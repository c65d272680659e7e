use shared::domain::{OfferId, Review};
use thiserror::Error;

use crate::{
    api::SixCitiesApi,
    error::{ClientError, Result},
    orchestration::Orchestrator,
    selectors::is_review_pending,
    state::AppState,
    store::Notification,
};

/// Comments must be strictly longer than this many characters.
pub const MIN_COMMENT_LENGTH: usize = 50;
pub const MAX_COMMENT_LENGTH: usize = 300;
pub const MIN_RATING: u8 = 1;
pub const MAX_RATING: u8 = 5;
pub const SUBMIT_FAILED_MESSAGE: &str = "Something went wrong. Please try again.";

#[derive(Debug, Clone, PartialEq, Eq, Error)]
pub enum ReviewValidationError {
    #[error("a rating is required")]
    MissingRating,
    #[error("rating must be between 1 and 5, got {0}")]
    RatingOutOfRange(u8),
    #[error("comment must be longer than 50 characters, got {0}")]
    CommentTooShort(usize),
    #[error("comment must be at most 300 characters, got {0}")]
    CommentTooLong(usize),
}

/// Checks a rating and comment against the submission rules and returns the
/// accepted rating.
pub fn validate_review(
    rating: Option<u8>,
    comment: &str,
) -> std::result::Result<u8, ReviewValidationError> {
    let rating = rating.ok_or(ReviewValidationError::MissingRating)?;
    if !(MIN_RATING..=MAX_RATING).contains(&rating) {
        return Err(ReviewValidationError::RatingOutOfRange(rating));
    }

    let length = comment.chars().count();
    if length <= MIN_COMMENT_LENGTH {
        return Err(ReviewValidationError::CommentTooShort(length));
    }
    if length > MAX_COMMENT_LENGTH {
        return Err(ReviewValidationError::CommentTooLong(length));
    }

    Ok(rating)
}

pub fn is_review_valid(rating: Option<u8>, comment: &str) -> bool {
    validate_review(rating, comment).is_ok()
}

/// A review that passed validation and is ready to post.
#[derive(Debug, Clone, PartialEq, Eq)]
pub struct ReviewDraft {
    offer_id: OfferId,
    comment: String,
    rating: u8,
}

impl ReviewDraft {
    pub fn new(
        offer_id: OfferId,
        rating: Option<u8>,
        comment: impl Into<String>,
    ) -> std::result::Result<Self, ReviewValidationError> {
        let comment = comment.into();
        let rating = validate_review(rating, &comment)?;
        Ok(Self {
            offer_id,
            comment,
            rating,
        })
    }

    pub fn offer_id(&self) -> &OfferId {
        &self.offer_id
    }

    pub fn comment(&self) -> &str {
        &self.comment
    }

    pub fn rating(&self) -> u8 {
        self.rating
    }
}

/// Local state of the review form on an offer page.
#[derive(Debug, Clone)]
pub struct ReviewForm {
    offer_id: OfferId,
    rating: Option<u8>,
    comment: String,
}

impl ReviewForm {
    pub fn new(offer_id: OfferId) -> Self {
        Self {
            offer_id,
            rating: None,
            comment: String::new(),
        }
    }

    pub fn set_rating(&mut self, rating: Option<u8>) {
        self.rating = rating;
    }

    pub fn set_comment(&mut self, comment: impl Into<String>) {
        self.comment = comment.into();
    }

    pub fn rating(&self) -> Option<u8> {
        self.rating
    }

    pub fn comment(&self) -> &str {
        &self.comment
    }

    pub fn is_valid(&self) -> bool {
        is_review_valid(self.rating, &self.comment)
    }

    /// Whether the submit control is enabled.
    pub fn can_submit(&self, state: &AppState) -> bool {
        self.is_valid() && !is_review_pending(state)
    }

    pub fn reset(&mut self) {
        self.rating = None;
        self.comment.clear();
    }

    /// Posts the form. An invalid form or one with a submission already in
    /// flight is rejected without touching the backend. A failed post raises
    /// one error notification and keeps the entered text; a successful one
    /// clears the form.
    pub async fn submit<A: SixCitiesApi>(
        &mut self,
        orchestrator: &Orchestrator<A>,
    ) -> Result<Review> {
        let draft = ReviewDraft::new(self.offer_id.clone(), self.rating, self.comment.clone())?;
        if orchestrator.store().select(is_review_pending) {
            return Err(ClientError::SubmissionInFlight);
        }

        match orchestrator.post_review(&draft).await {
            Ok(review) => {
                self.reset();
                Ok(review)
            }
            Err(err) => {
                orchestrator
                    .store()
                    .notify(Notification::error(SUBMIT_FAILED_MESSAGE));
                Err(err)
            }
        }
    }
}

#[cfg(test)]
#[path = "tests/review_form_tests.rs"]
mod tests;
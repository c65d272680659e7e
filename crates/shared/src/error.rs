use serde::{Deserialize, Serialize};
use thiserror::Error;

#[derive(Debug, Clone, Copy, PartialEq, Eq, Default, Serialize, Deserialize)]
#[serde(rename_all = "SCREAMING_SNAKE_CASE")]
pub enum ErrorCode {
    Unauthorized,
    NotFound,
    #[serde(rename = "VALIDATION_ERROR")]
    Validation,
    #[serde(rename = "COMMON_ERROR")]
    Common,
    #[default]
    #[serde(other)]
    Unknown,
}

impl ErrorCode {
    pub fn from_status(status: u16) -> Self {
        match status {
            400 => Self::Validation,
            401 | 403 => Self::Unauthorized,
            404 => Self::NotFound,
            500..=599 => Self::Common,
            _ => Self::Unknown,
        }
    }
}

#[derive(Debug, Clone, PartialEq, Eq, Serialize, Deserialize)]
pub struct ValidationDetail {
    pub property: String,
    #[serde(default)]
    pub value: serde_json::Value,
    #[serde(default)]
    pub messages: Vec<String>,
}

/// Error body as the backend returns it.
#[derive(Debug, Clone, PartialEq, Serialize, Deserialize)]
pub struct ApiError {
    #[serde(default, rename = "errorType")]
    pub code: ErrorCode,
    #[serde(default)]
    pub message: String,
    #[serde(default, skip_serializing_if = "Vec::is_empty")]
    pub details: Vec<ValidationDetail>,
}

#[derive(Debug, Clone, Error)]
#[error("HTTP {status} {code:?}: {message}")]
pub struct ApiException {
    pub status: u16,
    pub code: ErrorCode,
    pub message: String,
    pub details: Vec<ValidationDetail>,
}

impl ApiException {
    /// Builds the error for a non-2xx response. A missing or undecodable body
    /// falls back to a code derived from the status.
    pub fn from_response(status: u16, body: Option<ApiError>) -> Self {
        match body {
            Some(body) => Self {
                status,
                code: match body.code {
                    ErrorCode::Unknown => ErrorCode::from_status(status),
                    code => code,
                },
                message: body.message,
                details: body.details,
            },
            None => Self {
                status,
                code: ErrorCode::from_status(status),
                message: format!("request failed with status {status}"),
                details: Vec::new(),
            },
        }
    }
}
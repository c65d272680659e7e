//! Application core of the "6 cities" rental listing client.
//!
//! State lives in a [`Store`] and changes only through [`Action`]s run by
//! [`reduce`]. The [`Orchestrator`] talks to the backend through
//! [`SixCitiesApi`] and turns responses into actions; views read the state
//! through [`selectors`] and gate protected pages with [`guard`].

pub mod action;
pub mod api;
pub mod error;
pub mod guard;
pub mod orchestration;
pub mod reducer;
pub mod review_form;
pub mod route;
pub mod selectors;
pub mod state;
pub mod store;
pub mod token;

#[cfg(test)]
#[path = "tests/support.rs"]
mod test_support;

pub use action::Action;
pub use api::{HttpApi, SixCitiesApi, DEFAULT_TIMEOUT};
pub use error::{ClientError, Result};
pub use guard::{guard, guard_route, Guarded};
pub use orchestration::Orchestrator;
pub use reducer::reduce;
pub use review_form::{validate_review, ReviewDraft, ReviewForm, ReviewValidationError};
pub use route::AppRoute;
pub use selectors::{OfferPageView, SortOption};
pub use state::AppState;
pub use store::{Notification, NotificationLevel, Store, StoreEvent};
pub use token::TokenStore;
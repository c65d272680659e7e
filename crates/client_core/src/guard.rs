use shared::domain::AuthorizationStatus;

use crate::route::AppRoute;

/// Outcome of passing a protected view through [`guard`].
#[derive(Debug, Clone, PartialEq, Eq)]
pub enum Guarded<V> {
    Render(V),
    Redirect(AppRoute),
    /// The auth check has not resolved; render nothing yet.
    Pending,
}

impl<V> Guarded<V> {
    pub fn map<U>(self, f: impl FnOnce(V) -> U) -> Guarded<U> {
        match self {
            Self::Render(view) => Guarded::Render(f(view)),
            Self::Redirect(route) => Guarded::Redirect(route),
            Self::Pending => Guarded::Pending,
        }
    }

    pub fn into_view(self) -> Option<V> {
        match self {
            Self::Render(view) => Some(view),
            _ => None,
        }
    }
}

/// Builds the protected view only for an authorized session. `Unknown` is
/// neither authorized nor a reason to redirect.
pub fn guard<V>(status: AuthorizationStatus, view: impl FnOnce() -> V) -> Guarded<V> {
    match status {
        AuthorizationStatus::Auth => Guarded::Render(view()),
        AuthorizationStatus::NoAuth => Guarded::Redirect(AppRoute::Login),
        AuthorizationStatus::Unknown => Guarded::Pending,
    }
}

pub fn guard_route(status: AuthorizationStatus, route: AppRoute) -> Guarded<AppRoute> {
    if route.requires_auth() {
        guard(status, || route)
    } else {
        Guarded::Render(route)
    }
}

#[cfg(test)]
#[path = "tests/guard_tests.rs"]
mod tests;
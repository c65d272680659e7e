use std::fmt;

use serde::{Deserialize, Serialize};

macro_rules! id_newtype {
    ($name:ident) => {
        #[derive(Debug, Clone, PartialEq, Eq, Hash, PartialOrd, Ord, Serialize, Deserialize)]
        pub struct $name(pub String);

        impl $name {
            pub fn new(value: impl Into<String>) -> Self {
                Self(value.into())
            }

            pub fn as_str(&self) -> &str {
                &self.0
            }
        }

        impl fmt::Display for $name {
            fn fmt(&self, f: &mut fmt::Formatter<'_>) -> fmt::Result {
                f.write_str(&self.0)
            }
        }
    };
}

id_newtype!(OfferId);
id_newtype!(ReviewId);

/// City every session starts on.
pub const DEFAULT_CITY: &str = "Paris";

const DEFAULT_ZOOM: u8 = 13;

#[derive(Debug, Clone, Copy, PartialEq, Serialize, Deserialize)]
pub struct Location {
    pub latitude: f64,
    pub longitude: f64,
    pub zoom: u8,
}

#[derive(Debug, Clone, PartialEq, Serialize, Deserialize)]
pub struct City {
    pub name: String,
    pub location: Location,
}

struct KnownCity {
    name: &'static str,
    location: Location,
}

impl From<&KnownCity> for City {
    fn from(value: &KnownCity) -> Self {
        Self {
            name: value.name.to_string(),
            location: value.location,
        }
    }
}

// The first entry doubles as the default city.
const KNOWN_CITIES: [KnownCity; 6] = [
    KnownCity {
        name: DEFAULT_CITY,
        location: Location {
            latitude: 48.85661,
            longitude: 2.351499,
            zoom: DEFAULT_ZOOM,
        },
    },
    KnownCity {
        name: "Cologne",
        location: Location {
            latitude: 50.938361,
            longitude: 6.959974,
            zoom: DEFAULT_ZOOM,
        },
    },
    KnownCity {
        name: "Brussels",
        location: Location {
            latitude: 50.846557,
            longitude: 4.351697,
            zoom: DEFAULT_ZOOM,
        },
    },
    KnownCity {
        name: "Amsterdam",
        location: Location {
            latitude: 52.37454,
            longitude: 4.897976,
            zoom: DEFAULT_ZOOM,
        },
    },
    KnownCity {
        name: "Hamburg",
        location: Location {
            latitude: 53.550341,
            longitude: 10.000654,
            zoom: DEFAULT_ZOOM,
        },
    },
    KnownCity {
        name: "Dusseldorf",
        location: Location {
            latitude: 51.225402,
            longitude: 6.776314,
            zoom: DEFAULT_ZOOM,
        },
    },
];

/// All cities the site knows about, in menu order.
pub fn known_cities() -> impl Iterator<Item = City> {
    KNOWN_CITIES.iter().map(City::from)
}

/// Exact, case-sensitive lookup in the known city set.
pub fn find_city(name: &str) -> Option<City> {
    KNOWN_CITIES
        .iter()
        .find(|city| city.name == name)
        .map(City::from)
}

pub fn default_city() -> City {
    City::from(&KNOWN_CITIES[0])
}

#[derive(Debug, Clone, Copy, PartialEq, Eq, Serialize, Deserialize)]
#[serde(rename_all = "snake_case")]
pub enum OfferType {
    Apartment,
    Room,
    House,
    Hotel,
    #[serde(other)]
    Other,
}

impl OfferType {
    pub fn label(self) -> &'static str {
        match self {
            Self::Apartment => "Apartment",
            Self::Room => "Private room",
            Self::House => "House",
            Self::Hotel => "Hotel",
            Self::Other => "Place",
        }
    }
}

#[derive(Debug, Clone, PartialEq, Serialize, Deserialize)]
#[serde(rename_all = "camelCase")]
pub struct Offer {
    pub id: OfferId,
    pub title: String,
    #[serde(rename = "type")]
    pub offer_type: OfferType,
    pub price: u32,
    pub city: City,
    pub location: Location,
    pub is_favorite: bool,
    pub is_premium: bool,
    pub rating: f64,
    #[serde(default)]
    pub preview_image: String,
}

#[derive(Debug, Clone, PartialEq, Serialize, Deserialize)]
#[serde(rename_all = "camelCase")]
pub struct Profile {
    pub name: String,
    pub avatar_url: String,
    pub is_pro: bool,
}

#[derive(Debug, Clone, PartialEq, Serialize, Deserialize)]
#[serde(rename_all = "camelCase")]
pub struct OfferExtended {
    pub id: OfferId,
    pub title: String,
    #[serde(rename = "type")]
    pub offer_type: OfferType,
    pub price: u32,
    pub city: City,
    pub location: Location,
    pub is_favorite: bool,
    pub is_premium: bool,
    pub rating: f64,
    pub description: String,
    pub bedrooms: u32,
    #[serde(default)]
    pub goods: Vec<String>,
    pub host: Profile,
    #[serde(default)]
    pub images: Vec<String>,
    pub max_adults: u32,
}

impl OfferExtended {
    /// Listing-card view of a detail record; the first photo stands in for
    /// the preview image.
    pub fn summary(&self) -> Offer {
        Offer {
            id: self.id.clone(),
            title: self.title.clone(),
            offer_type: self.offer_type,
            price: self.price,
            city: self.city.clone(),
            location: self.location,
            is_favorite: self.is_favorite,
            is_premium: self.is_premium,
            rating: self.rating,
            preview_image: self.images.first().cloned().unwrap_or_default(),
        }
    }
}

#[derive(Debug, Clone, PartialEq, Serialize, Deserialize)]
pub struct Review {
    pub id: ReviewId,
    pub offer_id: OfferId,
    pub comment: String,
    pub rating: u8,
    pub date: chrono::DateTime<chrono::Utc>,
    pub author: Profile,
}

#[derive(Debug, Clone, PartialEq, Eq, Serialize, Deserialize)]
#[serde(rename_all = "camelCase")]
pub struct User {
    pub email: String,
    pub name: String,
    pub avatar_url: String,
    pub is_pro: bool,
}

#[derive(Debug, Clone, Copy, PartialEq, Eq, Default, Serialize, Deserialize)]
#[serde(rename_all = "snake_case")]
pub enum AuthorizationStatus {
    Auth,
    NoAuth,
    #[default]
    Unknown,
}

impl AuthorizationStatus {
    pub fn is_authorized(self) -> bool {
        self == Self::Auth
    }
}

#[cfg(test)]
#[path = "tests/domain_tests.rs"]
mod tests;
═══
Reproduce every line of the listing above in which the string "only" appears.

//! State lives in a [`Store`] and changes only through [`Action`]s run by
/// Builds the protected view only for an authorized session. `Unknown` is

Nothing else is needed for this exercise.